Virginia Thornley, M.D., Neurologist, Epileptologist
March 4, 2018
ALS is a progressive neurodegenerative illness which affects the lower motor neurons causing progressive weakness and eventually respiratory failure. There are currently only 2 prescription agents available for slowing the progression of the disease. Management is largely symptomatic treatment of debilitating symptoms. Much consideration is being directed towards alternative treatments such as dietary considerations and use of cannabidiol.
ALS and supplements and BMI
Based on one large review of studies, there was not enough evidence to support recommendations of Vitamin A, and C or Coenzyme Q10. For Vitamin B complex, Homocysteine, Vitamin D, there is limited data which is not enough to support or refute recommendation, more clinical trials are needed. Vitamin E may be beneficial in preclinical patients with a familial tendency. Omega-3 was found to accelerate disease progression with increased vacuolization of anterior horn cells and are deleterious in presymptomatic patients. L-Carnitine may increase survival time with a slower ALSFRS or ALS functional revised score and greater FVC volumes but more trials are needed (1). Body mass index of less than 18.5kg/m is found with less survival time, while those with a higher BMI have greater survival time. One small study suggested a high calorie, hypercaloric enteral diet was tolerable in patients but unclear if associated with better outcome in terms of survival time.

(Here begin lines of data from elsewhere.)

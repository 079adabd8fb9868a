use std::io::Write;

use anyhow::Result;
use patchwork_triage_app::{CommitHistory, PatchQueue, StatesConfig, TriageService};
use patchwork_triage_core::{PatchId, render_report};

use crate::OutputFormat;

/// Flags that shape a single run.
pub struct RunOptions {
    pub format: OutputFormat,
    pub mark_committed: bool,
    pub mark_dup: bool,
    pub states: StatesConfig,
}

/// Reconcile, print the report, then apply the requested bulk updates.
///
/// Committed patches are marked before duplicates; the first failed update
/// aborts the run.
pub fn run<Q: PatchQueue, H: CommitHistory>(
    service: &TriageService<Q, H>,
    options: &RunOptions,
    out: &mut impl Write,
) -> Result<()> {
    let report = service.reconcile()?;

    match options.format {
        OutputFormat::Table => render_report(&report, out)?,
        OutputFormat::Json => writeln!(out, "{}", serde_json::to_string_pretty(&report)?)?,
    }

    if options.mark_committed {
        let state = &options.states.committed;
        let heading = format!("Mark Committed as {state}");
        mark(service, options.format, out, &heading, &report.committed_ids(), state)?;
    }
    if options.mark_dup {
        let state = &options.states.duplicate;
        let heading = format!("Mark Dup as {state}");
        mark(service, options.format, out, &heading, &report.duplicate_ids(), state)?;
    }
    Ok(())
}

fn mark<Q: PatchQueue, H: CommitHistory>(
    service: &TriageService<Q, H>,
    format: OutputFormat,
    out: &mut impl Write,
    heading: &str,
    ids: &[PatchId],
    state: &str,
) -> Result<()> {
    if format == OutputFormat::Table {
        writeln!(out, "{heading}")?;
        writeln!(out, "{}", "=".repeat(heading.chars().count()))?;
    }
    // pwclient writes straight to our stderr; keep the heading ahead of it.
    out.flush()?;
    service.mark(ids, state)?;
    Ok(())
}

#[cfg(test)]
mod tests {
    use super::*;
    use anyhow::anyhow;
    use patchwork_triage_app::TriageSettings;
    use patchwork_triage_core::CommitLine;
    use std::sync::{Arc, Mutex};
    use time::macros::date;

    type Updates = Arc<Mutex<Vec<(Vec<PatchId>, String)>>>;

    struct FakeQueue {
        lines: Vec<String>,
        updates: Updates,
    }

    impl PatchQueue for FakeQueue {
        type Error = anyhow::Error;

        fn list_new(&self) -> Result<Vec<String>, Self::Error> {
            Ok(self.lines.clone())
        }

        fn update_state(&self, ids: &[PatchId], state: &str) -> Result<(), Self::Error> {
            self.updates
                .lock()
                .map_err(|_| anyhow!("poisoned"))?
                .push((ids.to_vec(), state.to_owned()));
            Ok(())
        }
    }

    struct FakeHistory(Vec<CommitLine>);

    impl CommitHistory for FakeHistory {
        type Error = anyhow::Error;

        fn recent_commits(&self, _rev: &str, limit: usize) -> Result<Vec<CommitLine>, Self::Error> {
            Ok(self.0.iter().take(limit).cloned().collect())
        }
    }

    fn service() -> (TriageService<FakeQueue, FakeHistory>, Updates) {
        let lines = [
            "5  New    2016-02-27 09:00:00   [ovs-dev] netdev: Fix leak",
            "6  New    2016-02-28 09:00:00   [ovs-dev] ofproto: Trim",
            "7  New    2016-02-29 09:00:00   [ovs-dev,v2] ofproto: Trim",
        ];
        let updates = Updates::default();
        let service = TriageService::new(
            FakeQueue {
                lines: lines.iter().map(|l| (*l).to_owned()).collect(),
                updates: Arc::clone(&updates),
            },
            FakeHistory(vec![CommitLine::new("abc1234", "netdev: Fix leak")]),
            TriageSettings {
                rev: "HEAD".into(),
                log_limit: 500,
                stale_after_days: 30,
                today: date!(2016 - 03 - 01),
            },
        );
        (service, updates)
    }

    fn options(format: OutputFormat, mark: bool) -> RunOptions {
        RunOptions {
            format,
            mark_committed: mark,
            mark_dup: mark,
            states: StatesConfig::default(),
        }
    }

    fn recorded(updates: &Updates) -> Vec<(Vec<PatchId>, String)> {
        updates.lock().map(|guard| guard.clone()).unwrap_or_default()
    }

    #[test]
    fn table_run_prints_report_and_marks_in_order() -> Result<()> {
        let (service, updates) = service();
        let mut out = Vec::new();

        run(&service, &options(OutputFormat::Table, true), &mut out)?;

        let text = String::from_utf8(out)?;
        let expected = "\
Duplicate Patches in Patchwork
==============================
ID      State  Date                  Name
--      -----  ----                  ----
7  New    2016-02-29 09:00:00   [ovs-dev,v2] ofproto: Trim

Committed Patches in Patchwork
==============================
ID      State  Date                  Name
--      -----  ----                  ----
5  New    2016-02-27 09:00:00   [ovs-dev] netdev: Fix leak

Mark Committed as Accepted
==========================
Mark Dup as Not Applicable
==========================
";
        assert_eq!(text, expected);
        assert_eq!(
            recorded(&updates),
            vec![
                (vec![PatchId(5)], "Accepted".to_owned()),
                (vec![PatchId(7)], "Not Applicable".to_owned()),
            ]
        );
        Ok(())
    }

    #[test]
    fn json_run_prints_only_json() -> Result<()> {
        let (service, updates) = service();
        let mut out = Vec::new();

        run(&service, &options(OutputFormat::Json, false), &mut out)?;

        let value: serde_json::Value = serde_json::from_slice(&out)?;
        assert_eq!(value["stale"], serde_json::json!([]));
        assert_eq!(value["duplicates"][0]["id"], 7);
        assert_eq!(value["committed"][0]["id"], 5);
        assert!(recorded(&updates).is_empty());
        Ok(())
    }
}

Cannabidiol as a novel therapeutic agent
Cannabidiol is known in animal models to be anti-inflammatory and anti-oxidant. In the G93A SOD-1 mouse model, it was found to slow progression of the disease and increase survival time. In a study of 13 patients, it reduced drooling, loss of appetite, pain, and spasticity.
In one study, cannabidiol was used in human gingiva-derived mesenchymal stromal cells. The transcriptomic sequence in the next generation shows a change in gene expression in ALS related genes. There was a change in the genes connected to ALS regarding oxidative stress, mitochondrial dysfunction and excitotoxicity in the human gingiva-derived mesenchymal stromal cells when treated with cannabidiol. This suggests that cannabidiol may serve as a modulatory role in the early pathogenesis of ALS (2).
Other aspects of ALS
Studies regarding exercise showed flaws in methodology or were in small numbers. Therefore, based on available studies it is unclear if exercise benefits a patient’s long-term outcome.

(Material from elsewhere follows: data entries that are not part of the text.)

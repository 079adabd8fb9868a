use std::collections::{HashMap, HashSet};

use time::Date;

use crate::commit_log::CommitLine;
use crate::queue::{PatchId, QueueEntry};

/// Patches older than this many whole days are reported as stale.
pub const DEFAULT_STALE_AFTER_DAYS: i64 = 30;

/// Incrementally classifies queue entries as they stream in.
///
/// The listing is expected oldest first; the first entry seen for a given
/// name stays canonical and every later one is a duplicate.
#[derive(Debug)]
pub struct Reconciler {
    today: Date,
    stale_after_days: i64,
    canonical: HashMap<String, QueueEntry>,
    stale: Vec<QueueEntry>,
    duplicates: Vec<QueueEntry>,
}

impl Reconciler {
    /// Create a reconciler measuring staleness against `today`.
    #[must_use]
    pub fn new(today: Date, stale_after_days: i64) -> Self {
        Self {
            today,
            stale_after_days,
            canonical: HashMap::new(),
            stale: Vec::new(),
            duplicates: Vec::new(),
        }
    }

    /// Classify one entry.
    pub fn push(&mut self, entry: QueueEntry) {
        if self.is_stale(&entry) {
            self.stale.push(entry.clone());
        }
        if self.canonical.contains_key(&entry.name) {
            self.duplicates.push(entry);
        } else {
            self.canonical.insert(entry.name.clone(), entry);
        }
    }

    fn is_stale(&self, entry: &QueueEntry) -> bool {
        (self.today - entry.date).whole_days() > self.stale_after_days
    }

    /// Stop accepting entries.
    #[must_use]
    pub fn finish(self) -> Reconciliation {
        Reconciliation {
            canonical: self.canonical,
            stale: self.stale,
            duplicates: self.duplicates,
        }
    }
}

impl Extend<QueueEntry> for Reconciler {
    fn extend<I: IntoIterator<Item = QueueEntry>>(&mut self, iter: I) {
        for entry in iter {
            self.push(entry);
        }
    }
}

/// Outcome of classifying a whole queue listing.
#[derive(Debug, Clone, Default)]
pub struct Reconciliation {
    canonical: HashMap<String, QueueEntry>,
    stale: Vec<QueueEntry>,
    duplicates: Vec<QueueEntry>,
}

impl Reconciliation {
    /// Entries older than the staleness threshold, in listing order.
    #[must_use]
    pub fn stale(&self) -> &[QueueEntry] {
        &self.stale
    }

    /// Later submissions of an already-seen name, in listing order.
    #[must_use]
    pub fn duplicates(&self) -> &[QueueEntry] {
        &self.duplicates
    }

    /// Canonical entry for a patch name, if any.
    #[must_use]
    pub fn canonical(&self, name: &str) -> Option<&QueueEntry> {
        self.canonical.get(name)
    }

    /// Number of distinct patch names.
    #[must_use]
    pub fn canonical_len(&self) -> usize {
        self.canonical.len()
    }

    /// Canonical entries whose name equals a commit subject exactly.
    ///
    /// Results follow commit order; an entry matched by several commits is
    /// returned once.
    pub fn match_commits<'a, I>(&self, commits: I) -> Vec<QueueEntry>
    where
        I: IntoIterator<Item = &'a CommitLine>,
    {
        let mut seen: HashSet<PatchId> = HashSet::new();
        commits
            .into_iter()
            .filter_map(|commit| self.canonical.get(&commit.message))
            .filter(|entry| seen.insert(entry.id))
            .cloned()
            .collect()
    }
}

Sialorrhea should be addressed. Aside from conventional medications, other options include botulinum toxin and small doses of radiation therapy delivered to the salivary glands.

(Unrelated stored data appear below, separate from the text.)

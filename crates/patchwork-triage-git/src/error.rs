//! Error types for reading commit history.

use thiserror::Error;

/// Errors that can occur while reading history through `GitHistory`.
#[derive(Error, Debug)]
pub enum GitHistoryError {
    /// No repository could be discovered from the given path.
    #[error("Failed to discover git repository at {path}: {source}")]
    Discover {
        /// Path the search started from.
        path: String,
        /// Underlying git error.
        #[source]
        source: git2::Error,
    },

    /// The starting revision does not resolve to a commit.
    #[error("Cannot resolve commit {rev}: {source}")]
    UnknownRevision {
        /// Revision as given by the user.
        rev: String,
        /// Underlying git error.
        #[source]
        source: git2::Error,
    },

    /// Git repository error.
    #[error("Git repository error: {0}")]
    GitError(#[from] git2::Error),
}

Anesthetic agents such as neuromuscular blockers are contraindicated in patients with ALS due to the risk of increased potassium release. In one study of 51 patients with ALS, general anesthesia was safely administered.
Pulmonary function tests are monitored every few months depending on the rapidity of the progression of the disease. Non-invasive positive pressure ventilation is used in patients with ALS with an oral or nasal mask. As force vital capacity (FVC) declines, it may be administered through a bi-level positive airway ventilation machine continuously at night(1).
1. Karam, et al, “Palliative care issues in amyotrophic lateral sclerosis: an evidence-based review,” American Journal of Palliative Care, 2016, Feb., 33(1):84-92.
2. Rajan. et al, “Gingival stromal cells as an in vitro model: cannabidiol modulates genes linked with amyotrophic lateral sclerosis,” Journal of Cellular Biochemistry, 2017, Apr., 118(4):819-828.